A certidão de nascimento da República brasileira veio acompanhada de um nome que, por quase oitenta anos, determinou como o país se apresentaria ao mundo e aos próprios cidadãos. A substituição dessa identidade oficial, concluída no final da década de 1960, encerrou uma era e inaugurou outra, deixando como herança cédulas, selos e documentos que até hoje surpreendem quem os encontra pela primeira vez.

As províncias se tornam estados e nasce um novo nome

A manhã de 15 de novembro de 1889 havia derrubado a monarquia, mas ainda não batizado a república. Nos meses seguintes, enquanto o governo provisório organizava as estruturas do novo regime, uma questão aparentemente simples exigia resposta urgente nos debates constituintes: qual seria, afinal, a denominação oficial do país que acabava de nascer. A solução veio impressa no artigo primeiro da Constituição promulgada em 24 de fevereiro de 1891. Ali, as dezenove províncias imperiais foram declaradas formalmente extintas para dar lugar a uma nova arquitetura política. O texto constitucional estabelecia que elas se constituíam, em união perpétua e indissolúvel, nos Estados Unidos do Brasil.

A escolha não guardava nenhum mistério quanto à sua inspiração. O modelo federativo e presidencialista dos Estados Unidos da América havia seduzido a elite republicana brasileira muito antes da Proclamação, especialmente a ala militar e os cafeicultores paulistas que ansiavam por maior autonomia regional. Adotar o nome Estados Unidos do Brasil significava anunciar, dentro e fora das fronteiras, que o país ingressara definitivamente no clube das repúblicas federativas modernas, rompendo com o centralismo monárquico que concentrava o poder nas mãos do imperador e do Conselho de Estado.

A grafia oficial da época mantinha o arcaico Brazil com a letra z, herança direta dos documentos imperiais. Somente décadas depois, com as sucessivas reformas ortográficas, a forma Brasil se consolidaria na redação das leis. O acréscimo de do entre as palavras Estados Unidos e Brasil cumpria uma função jurídica precisa: reforçava que não se tratava de uma mera federação de territórios, mas de uma nação soberana cujo nome próprio era Brasil, organizada sob o regime federativo.

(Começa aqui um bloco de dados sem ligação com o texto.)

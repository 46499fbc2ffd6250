// Copyright 2022 Sean Gillespie.
//
// Licensed under the Apache License, Version 2.0 <LICENSE-APACHE or
// http://www.apache.org/licenses/LICENSE-2.0> or the MIT license
// <LICENSE-MIT or http://opensource.org/licenses/MIT>, at your
// option. This file may not be copied, modified, or distributed
// except according to those terms.

//! The search: iterative deepening around a principal-variation alpha-beta with
//! quiescence, null-move pruning, late-move reductions, and transposition-table and
//! killer/history move ordering.
//!
//! The searcher owns mutable references to exactly three long-lived objects — the
//! position (driven by make/unmake), the transposition table, and its own ordering
//! tables — and allocates nothing on the hot path. Cancellation is cooperative: a
//! node-count-gated clock check sets a stop flag, and every active frame unwinds through
//! its matching `unmake`, leaving the position bitwise identical to its pre-search state.

use std::time::{Duration, Instant};

use crate::core::*;
use crate::eval::{Evaluator, Value, MATE};
use crate::movegen;
use crate::table::{Bound, History, Killers, PvTable, TranspositionTable};
use crate::Position;

/// Half-width of the aspiration window wrapped around the previous iteration's score.
pub const ASPIRATION_WINDOW: i32 = 50;

/// How often (in nodes) the clock is polled during search.
const TIME_CHECK_INTERVAL: u64 = 2048;

/// Owns the search clock and budgets. The hard limit is polled inside the tree every
/// [`TIME_CHECK_INTERVAL`] nodes; the soft limit decides between iterations whether
/// another, roughly twice-as-expensive, iteration still fits.
pub struct TimeManager {
    started: Instant,
    budget: Option<Duration>,
    node_limit: Option<u64>,
}

impl TimeManager {
    pub fn start(budget: Option<Duration>, node_limit: Option<u64>) -> TimeManager {
        TimeManager {
            started: Instant::now(),
            budget,
            node_limit,
        }
    }

    pub fn elapsed(&self) -> Duration {
        self.started.elapsed()
    }

    /// The hard stop: the budget is spent or the node cap is hit.
    pub fn is_time_over(&self, nodes: u64) -> bool {
        if let Some(limit) = self.node_limit {
            if nodes > limit {
                return true;
            }
        }

        match self.budget {
            Some(budget) => self.elapsed() > budget,
            None => false,
        }
    }

    /// The soft stop, consulted between iterations: starting another iteration is
    /// pointless if the time spent so far suggests it will not finish.
    pub fn should_stop(&self, nodes: u64) -> bool {
        if let Some(limit) = self.node_limit {
            if nodes > limit {
                return true;
            }
        }

        match self.budget {
            Some(budget) => self.elapsed() * 2 > budget,
            None => false,
        }
    }
}

/// Counters accumulated over one call to [`search`].
#[derive(Default, Clone, Copy, Debug)]
pub struct SearchStats {
    pub nodes: u64,
    pub moves_searched: u64,
    pub hash_probes: u64,
    pub hash_hits: u64,
    pub beta_cutoffs: u64,
}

O cotidiano material da velha república federativa

A nova denominação não ficou confinada aos compêndios jurídicos. Ela ganhou corpo, tinta e metal na vida diária dos brasileiros por mais de sete décadas consecutivas. A Casa da Moeda cunhou moedas de prata, níquel e cobre com a legenda Estados Unidos do Brasil circundando o escudo republicano. As cédulas do Tesouro Nacional, depois substituídas pelas emissões do Banco Central criado em 1964, exibiam a inscrição em destaque, geralmente acompanhada da efígie simbólica da República com o barrete frígio. Quem folheava um passaporte brasileiro até meados do século XX encontrava a designação oficial na capa e nas páginas internas, assim como os portadores de títulos de eleitor, certificados de reservista e carteiras de identidade.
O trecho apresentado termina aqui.